Respecto al papel específico de la globalización, Dani Rodrik ha intentado comprender cómo los diferentes choques dan lugar al populismo de izquierda (económico) o al de derecha (cultural), según las divisiones sociales particulares destacadas por los políticos. Si bien la liberalización del comercio y la inmigración pueden establecer el escenario para poner énfasis en las divisiones de identidad, como en Europa o Estados Unidos, la liberalización financiera tiende a sentar las bases para enfocarse sobre las divisiones de ingresos, como en el sur de Europa o Latinoamérica.
Pero luego tenemos el caso de Brasil, una economía exportadora de bienes de consumo básicos que se benefició enormemente del crecimiento chino en la década del 2000 y obtuvo un amplio reconocimiento por reducir la pobreza y las disparidades salariales por medio de políticas redistributivas. Si aceptamos la sabiduría convencional sobre el papel de la ansiedad económica en el surgimiento de la extrema derecha, ¿cómo se puede explicar la elección de Bolsonaro en 2018?
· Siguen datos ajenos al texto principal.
impl Logger {
    /// Create a builder for Logger
    #[must_use]
    pub fn builder() -> LoggerBuilder {
        LoggerBuilder::new()
    }
}

#[cfg(test)]
mod tests {
    use super::*;
    use crate::sinks::BufferSink;
    use serde_json::json;

    fn buffered(app_id: &str) -> (Logger, Arc<BufferSink>) {
        let buffer = Arc::new(BufferSink::new(50));
        let logger = Logger::builder()
            .app_id(app_id)
            .meta_store(Arc::new(MetaStore::new()))
            .channel(buffer.clone(), None)
            .build();
        (logger, buffer)
    }

    #[test]
    fn test_builder_basic() {
        let (logger, _) = buffered("builder-basic");
        assert_eq!(logger.app_id(), "builder-basic");
        assert_eq!(logger.channels().len(), 1);
        assert_eq!(logger.stack_config(), StackConfig::default());
    }

    #[test]
    fn test_default_channel_is_console() {
        let logger = Logger::builder().meta_store(Arc::new(MetaStore::new())).build();
        let channels = logger.channels().channels();
        assert_eq!(channels.len(), 1);
        assert_eq!(channels[0].sink.name(), "console");
        assert!(channels[0].min_level.is_none());
    }

    #[test]
    fn test_generated_app_id() {
        let id = generate_app_id();
        assert!(id.starts_with("app"));
        assert!(id[3..].parse::<i64>().is_ok());
    }

    #[test]
    fn test_builder_tags_are_sorted_and_unique() {
        let logger = Logger::builder()
            .no_channels()
            .meta_store(Arc::new(MetaStore::new()))
            .tags(["b", "a", "b"])
            .build();
        assert_eq!(logger.tags(), ["a", "b"]);
    }

    #[test]
    fn test_plain_message() {
        let (logger, buffer) = buffered("plain");
        logger.info([LogArg::from("Hello"), LogArg::from(1)]);

        let entries = buffer.entries();
        assert_eq!(entries.len(), 1);
        assert_eq!(entries[0].message, "Hello");
        assert_eq!(entries[0].level, LogLevel::Info);
        assert_eq!(entries[0].app_id, "plain");
        assert_eq!(entries[0].data.len(), 1);
        assert!(entries[0].stack.is_none());
    }

    #[test]
    fn test_missing_message_defaults_to_empty() {
        let (logger, buffer) = buffered("no-message");
        logger.warn([LogArg::from(json!({"a": 1}))]);
        logger.warn(Vec::<LogArg>::new());

        let entries = buffer.entries();
        assert_eq!(entries[0].message, "");
        assert_eq!(entries[0].data.len(), 1);
        assert_eq!(entries[1].message, "");
        assert!(entries[1].data.is_empty());
    }

    #[test]
    fn test_context_tags_are_appended() {
        let (logger, buffer) = buffered("ctx-tags");
        let child = logger.tagged(["root"]);
        child.debug([
            LogArg::from(LogContext::new().tags(["zeta", "root"])),
            LogArg::from("tagged call"),
        ]);

        let entry = &buffer.entries()[0];
        assert_eq!(entry.tags, ["root", "zeta"]);
        assert_eq!(entry.message, "tagged call");
    }

    #[test]
    fn test_meta_tags_extend_entry_tags() {
        let (logger, buffer) = buffered("meta-tags");
        logger.info([
            LogArg::from("hi"),
            LogArg::from(LogMeta::bake(json!({"tags": ["audit"]}))),
        ]);
        assert_eq!(buffer.entries()[0].tags, ["audit"]);
    }

    #[test]
    fn test_error_stack_hidden_below_threshold() {
        let (logger, buffer) = buffered("stack-threshold");
        logger.warn([LogArg::from("failed"), LogArg::from(oops())]);

        let entry = &buffer.entries()[0];
        assert_eq!(entry.data[0].as_str(), Some("Error: Oops"));
    }

    #[test]
    fn test_error_stack_shown_at_threshold() {
        let (logger, buffer) = buffered("stack-shown");
        logger.error([
            LogArg::from(LogContext::new().trim_stack(1)),
            LogArg::from("failed"),
            LogArg::from(oops()),
        ]);

        let entry = &buffer.entries()[0];
        assert_eq!(entry.data[0].as_str(), Some("Error: Oops"));
        assert!(!entry.data[0].is_error());
    }

    #[test]
    fn test_with_stack_false_hides_error_stack() {
        let (logger, buffer) = buffered("stack-off");
        logger.error([
            LogArg::from(LogContext::new().with_stack(false)),
            LogArg::from("failed"),
            LogArg::from(oops()),
        ]);
        assert_eq!(buffer.entries()[0].data[0].as_str(), Some("Error: Oops"));
    }

    #[test]
    fn test_synthetic_stack() {
        let (logger, buffer) = buffered("synthetic");
        logger.debug([LogArg::from(LogContext::new().with_stack(true)), LogArg::from("where am I")]);
        logger.debug([LogArg::from("no stack")]);

        let entries = buffer.entries();
        let stack = entries[0].stack.as_deref().unwrap();
        assert!(stack.starts_with("Stack:"));
        assert!(!stack.contains("rust_tagged_logger::core::logger"));
        assert!(entries[1].stack.is_none());
    }

    #[test]
    fn test_custom_translator_runs_last() {
        let buffer = Arc::new(BufferSink::new(5));
        let logger = Logger::builder()
            .meta_store(Arc::new(MetaStore::new()))
            .channel(buffer.clone(), None)
            .translator(|mut message: LogMessage| {
                message.message = message.message.to_uppercase();
                message.payload.retain(|p| !p.is_error());
                message
            })
            .build();

        logger.info([
            LogArg::from(LogContext::new().stringify()),
            LogArg::from("shout"),
            LogArg::from(json!({"a": 1})),
        ]);

        let entry = &buffer.entries()[0];
        assert_eq!(entry.message, "SHOUT");
        assert_eq!(entry.data[0].as_str(), Some(r#"{"a":1}"#));
    }

    #[test]
    fn test_panicking_translator_keeps_entry() {
        let buffer = Arc::new(BufferSink::new(5));
        let logger = Logger::builder()
            .meta_store(Arc::new(MetaStore::new()))
            .channel(buffer.clone(), None)
            .translator(|mut message: LogMessage| {
                if message.message == "boom" {
                    panic!("translator exploded");
                }
                message.message = message.message.to_uppercase();
                message
            })
            .build();

        logger.warn([LogArg::from("boom"), LogArg::from(json!({"a": 1}))]);
        logger.info([LogArg::from("calm")]);

        let entries = buffer.entries();
        assert_eq!(entries.len(), 2);
        assert_eq!(entries[0].message, "boom");
        assert_eq!(entries[0].data[0].as_value(), Some(&json!({"a": 1})));
        assert_eq!(entries[1].message, "CALM");
        assert_eq!(logger.metrics().translator_failures(), 1);
        assert_eq!(logger.metrics().sink_failures(), 0);
    }

    #[test]
    fn test_failure_callback_invoked() {
        use std::sync::atomic::{AtomicU64, Ordering};

        struct Broken;
        impl Sink for Broken {
            fn write(&self, _entry: &LogEntry) -> Result<()> {
                Err(LoggerError::other("nope"))
            }
            fn name(&self) -> &str {
                "broken"
            }
        }

        let failures = Arc::new(AtomicU64::new(0));
        let failures_clone = Arc::clone(&failures);
        let logger = Logger::builder()
            .meta_store(Arc::new(MetaStore::new()))
            .channel(Arc::new(Broken), None)
            .on_sink_failure(Arc::new(move |err: &LoggerError| {
                assert!(matches!(err, LoggerError::SinkWrite { .. }));
                failures_clone.fetch_add(1, Ordering::Relaxed);
            }))
            .build();

        logger.info([LogArg::from("one")]);
        logger.info([LogArg::from("two")]);

        assert_eq!(failures.load(Ordering::Relaxed), 2);
        assert_eq!(logger.metrics().sink_failures(), 2);
        assert_eq!(logger.metrics().total_logged(), 2);
    }

    #[test]
    fn test_tagged_shares_core() {
        let (logger, buffer) = buffered("shared-core");
        let child = logger.tagged(["child"]);
        assert!(Logger::shares_core(&logger, &child));

        child.info([LogArg::from("from child")]);
        assert_eq!(buffer.len(), 1);
        assert!(logger.tags().is_empty());
    }

    #[test]
    fn test_update_meta_visible_to_children() {
        let (logger, buffer) = buffered("meta-children");
        let child = logger.tagged(["child"]);
        logger.update_meta(json!({"release": "1.2"}));

        child.info([LogArg::from("after update")]);
        assert_eq!(buffer.entries()[0].meta.get("release"), Some(&json!("1.2")));
    }

    #[test]
    fn test_flush_reaches_every_sink() {
        use std::sync::atomic::{AtomicBool, Ordering};

        struct Unflushable;
        impl Sink for Unflushable {
            fn write(&self, _entry: &LogEntry) -> Result<()> {
                Ok(())
            }
            fn flush(&self) -> Result<()> {
                Err(LoggerError::other("closed"))
            }
            fn name(&self) -> &str {
                "unflushable"
            }
        }

        struct Tracked(AtomicBool);
        impl Sink for Tracked {
            fn write(&self, _entry: &LogEntry) -> Result<()> {
                Ok(())
            }
            fn flush(&self) -> Result<()> {
                self.0.store(true, Ordering::SeqCst);
                Ok(())
            }
            fn name(&self) -> &str {
                "tracked"
            }
        }

        let tracked = Arc::new(Tracked(AtomicBool::new(false)));
        let logger = Logger::builder()
            .meta_store(Arc::new(MetaStore::new()))
            .channel(Arc::new(Unflushable), None)
            .channel(tracked.clone(), None)
            .build();

        assert!(matches!(logger.flush(), Err(LoggerError::Other(_))));
        assert!(tracked.0.load(Ordering::SeqCst));
    }

    fn oops() -> crate::core::ErrorPayload {
        crate::core::ErrorPayload::new("Error", "Oops")
    }
}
Del boom al caos: el colapso económico de Brasil
Al igual que muchas otras economías latinoamericanas, Brasil aprovechó el auge de los precios de los productos básicos en la década del 2000 para incrementar el gasto público en salud, educación, infraestructura y protección social, a la vez que logró reducir su relación deuda pública-PIB durante las administraciones de Lula. Las tasas mayores de crecimiento tanto de consumo como de inversión entre 2006 y 2010, que representaron una rápida recuperación de la crisis financiera mundial, iban de la mano con un incremento en la creación de empleos en los sectores de la construcción y los servicios, así como con impresionantes ganancias salariales para trabajadores poco calificados.
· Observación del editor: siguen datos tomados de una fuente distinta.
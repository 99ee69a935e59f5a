//! Per-call context
//!
//! A `LogContext` passed as the first call argument tunes how that single
//! call is processed: extra tags, stack behaviour, sanitization and JSON
//! stringification. It is consumed by the logger and never reaches a sink.

use serde::{Deserialize, Serialize};

/// Sanitization request of a single call.
#[derive(Debug, Clone, PartialEq, Eq, Serialize, Deserialize)]
#[serde(untagged)]
pub enum Sanitize {
    /// `true` uses the logger's sensitive field list, `false` disables.
    Enabled(bool),
    /// Explicit sensitive field patterns for this call.
    Fields(Vec<String>),
}

/// Context for a single log call
///
/// # Example
///
/// ```
/// use rust_tagged_logger::core::LogContext;
///
/// let ctx = LogContext::new()
///     .tag("auth")
///     .sanitize_fields(["password", "sessionId"])
///     .trim_stack(5);
///
/// assert!(ctx.wants_sanitize());
/// assert_eq!(ctx.trim_limit(), Some(5));
/// ```
#[derive(Debug, Clone, Default, PartialEq, Eq, Serialize, Deserialize)]
#[serde(default, rename_all = "camelCase")]
pub struct LogContext {
    #[serde(skip_serializing_if = "Vec::is_empty")]
    tags: Vec<String>,
    #[serde(skip_serializing_if = "Option::is_none")]
    with_stack: Option<bool>,
    #[serde(skip_serializing_if = "Option::is_none")]
    trim_stack: Option<usize>,
    #[serde(skip_serializing_if = "Option::is_none")]
    sanitize: Option<Sanitize>,
    #[serde(skip_serializing_if = "std::ops::Not::not")]
    stringify: bool,
}

impl LogContext {
    pub fn new() -> Self {
        Self::default()
    }

    /// Add a tag for this call
    #[must_use]
    pub fn tag(mut self, tag: impl Into<String>) -> Self {
        self.tags.push(tag.into());
        self
    }

    /// Add several tags for this call
    #[must_use]
    pub fn tags<I, S>(mut self, tags: I) -> Self
    where
        I: IntoIterator<Item = S>,
        S: Into<String>,
    {
        self.tags.extend(tags.into_iter().map(Into::into));
        self
    }

    /// `true` forces a synthetic stack when no error is logged,
    /// `false` hides error stacks.
    #[must_use]
    pub fn with_stack(mut self, enabled: bool) -> Self {
        self.with_stack = Some(enabled);
        self
    }

    /// Cut stacks to `lines` lines
    #[must_use]
    pub fn trim_stack(mut self, lines: usize) -> Self {
        self.trim_stack = Some(lines);
        self
    }

    /// Mask the logger's configured sensitive fields
    #[must_use]
    pub fn sanitize(mut self) -> Self {
        self.sanitize = Some(Sanitize::Enabled(true));
        self
    }

    /// Mask the given sensitive field patterns
    #[must_use]
    pub fn sanitize_fields<I, S>(mut self, fields: I) -> Self
    where
        I: IntoIterator<Item = S>,
        S: Into<String>,
    {
        self.sanitize = Some(Sanitize::Fields(
            fields.into_iter().map(Into::into).collect(),
        ));
        self
    }

    /// JSON-stringify every payload value
    #[must_use]
    pub fn stringify(mut self) -> Self {
        self.stringify = true;
        self
    }

    pub fn tag_list(&self) -> &[String] {
        &self.tags
    }

    pub fn stack_request(&self) -> Option<bool> {
        self.with_stack
    }

    pub fn trim_limit(&self) -> Option<usize> {
        self.trim_stack
    }

    pub fn sanitize_request(&self) -> Option<&Sanitize> {
        self.sanitize.as_ref()
    }

    pub fn wants_sanitize(&self) -> bool {
        match &self.sanitize {
            Some(Sanitize::Enabled(enabled)) => *enabled,
            Some(Sanitize::Fields(_)) => true,
            None => false,
        }
    }

    pub fn wants_stringify(&self) -> bool {
        self.stringify
    }

    /// Stacks were explicitly switched off for this call
    pub fn stack_disabled(&self) -> bool {
        self.stack_request() == Some(false)
    }

    /// A synthetic stack was explicitly requested
    pub fn stack_forced(&self) -> bool {
        self.stack_request() == Some(true)
    }
}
La expansión del programa de transferencias monetarias Bolsa Família – de 3.6 millones de beneficiarios en 2004 a 12.8 millones en 2010 – y el aumento anual de 5.9 por ciento de los salarios mínimos reales durante este periodo también ayudaron a engrosar la rebanada delgada del ingreso nacional que llegaba a los bolsillos del 50 por ciento más pobre, de 12.9 por ciento en 2004 a 14.3 por ciento en 2014.
Sin embargo, cuando Brasil alcanzó su mayor tasa de crecimiento del PIB real durante ese periodo – 7.5 por ciento, en 2010 – la economía ya enfrentaba desafíos difíciles.
Primero, el sector manufacturero, que había perdido densidad desde la liberalización en la década de 1990, veía aún más debilitada su competitividad debido a una fuerte apreciación de la moneda y la mayor penetración de importaciones chinas después de la crisis financiera global.
Segundo, un mayor crecimiento de los salarios condujo a la aceleración de la inflación en los servicios. Esto significaba que debían mantenerse altas tasas de interés para atraer capital extranjero, apreciar aún más la moneda y suprimir la inflación de los bienes comerciables.
Tercero, un conflicto distributivo se hacía evidente, ya que la reducción de la desigualdad se debió a una caída en la participación del ingreso dirigido a la mitad de la distribución, en la que el 50% inferior y el 1% superior recibieron las mayores ganancias (como se muestra a continuación).
Cuando Dilma Rousseff asumió el cargo en 2011, el plan era enfrentar la falta de competitividad en la industria manufacturera brasileña con una depreciación real de la tasa de cambio y otras medidas destinadas a reducir el costo de producción, incluidas las exenciones de impuestos y los controles sobre las tarifas de energía. A medida que el escenario externo se deterioró – con el final del boom de los precios de los productos básicos y la crisis de la periferia europea – este conjunto de medidas resultó ineficaz para impulsar las exportaciones del país y evitar una desaceleración económica.
Además, cuando se combinó con una menor recaudación fiscal causada por la desaceleración económica, el alto costo de estos subsidios contribuyó al deterioro de la salud fiscal. Si bien la inversión pública, que había crecido 27.6 por ciento anual en términos reales durante el periodo de auge de 2006 a 2010, se mantuvo casi estancada de 2011 a 2014 (como se muestra a continuación), el aumento de la deuda pública en relación con el PIB en 2014 permitió construir una visión dominante en torno a la idea de que la crisis fue causada por el derroche fiscal del gobierno.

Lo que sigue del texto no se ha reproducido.